Originally Posted by ~berserk
This is the beginning of a couple of identities that i will probably need assistance on, all help given is greatly appreciated.

$\displaystyle \displaystyle{\frac{\tan x - \cot x}{\tan x + \cot x}=2\sin^2x-1}$
first i switched them all to sin and cos
then i found like denominators and combined
then i multiplied by the reciprocal leading me to here:

$\displaystyle \displaystyle{\frac{\sin x - \cos x}{\cos x \sin x} \bullet \frac{\cos x \sin x}{\sin x + \cos x}}$

then got $\displaystyle \displaystyle{\frac{\sin x - \cos x}{\sin x + \cos x} = 2\sin^2x-1}$
I'm unsure where to go from here

If you did the 1st one that way, your squares have gone missing...

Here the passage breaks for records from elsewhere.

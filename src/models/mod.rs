pub mod anime;

pub use anime::{AnimeItem, AnimeLink};
pub mod documents;
pub mod writer;

pub use writer::write_json;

$\displaystyle \displaystyle\frac{\left[\frac{sinx}{cosx}-\frac{cosx}{sinx}\right]}{\left[\frac{sinx}{cosx}+\frac{cosx}{sinx}\right]}=\frac{\left[\frac{1}{sinxcosx}\right]}{\left[\frac{1}{sinxcosx}\right]}\;\frac{sin^2x-cos^2x}{sin^2x+cos^2x}$

$\displaystyle =sin^2x-cos^2x$

since $\displaystyle sin^2x+cos^2x=1$

and now use $\displaystyle cos^2x=1-sin^2x$ to finish
• Dec 15th 2010, 04:56 PM
~berserk
also there is this one where I am unsure where to start: $\displaystyle (\sin x + \cos x)^2 = 1 +\sin 2x$
• Dec 15th 2010, 05:01 PM
TheCoffeeMachine
Quote:

Originally Posted by ~berserk
also there is this one where I am unsure where to start: $\displaystyle (\sin x + \cos x)^2 = 1 +\sin 2x$

$\displaystyle (\sin x + \cos x)^2 = \left(\sin^2{x}+\cos^2{x}\right)+2\sin{x}\cos{x} = ...$
• Dec 15th 2010, 05:03 PM
Quote:

Originally Posted by ~berserk
also there is this one where I am unsure where to start: $\displaystyle (\sin x + \cos x)^2 = 1 +\sin 2x$

That's another $\displaystyle sin^2x+cos^2x=1$ identity in disguise.

That's a crucial one to remember!

$\displaystyle (sinx+cosx)(sinx+cosx)=sinx(sinx+cosx)+cosx(sinx+c osx)$

$\displaystyle =sin^2x+sinxcosx+cosxsinx+cos^2x=sin^2x+cos^2x+2si nxcosx$

Finish up with the identity $\displaystyle sin2x=2sinxcosx$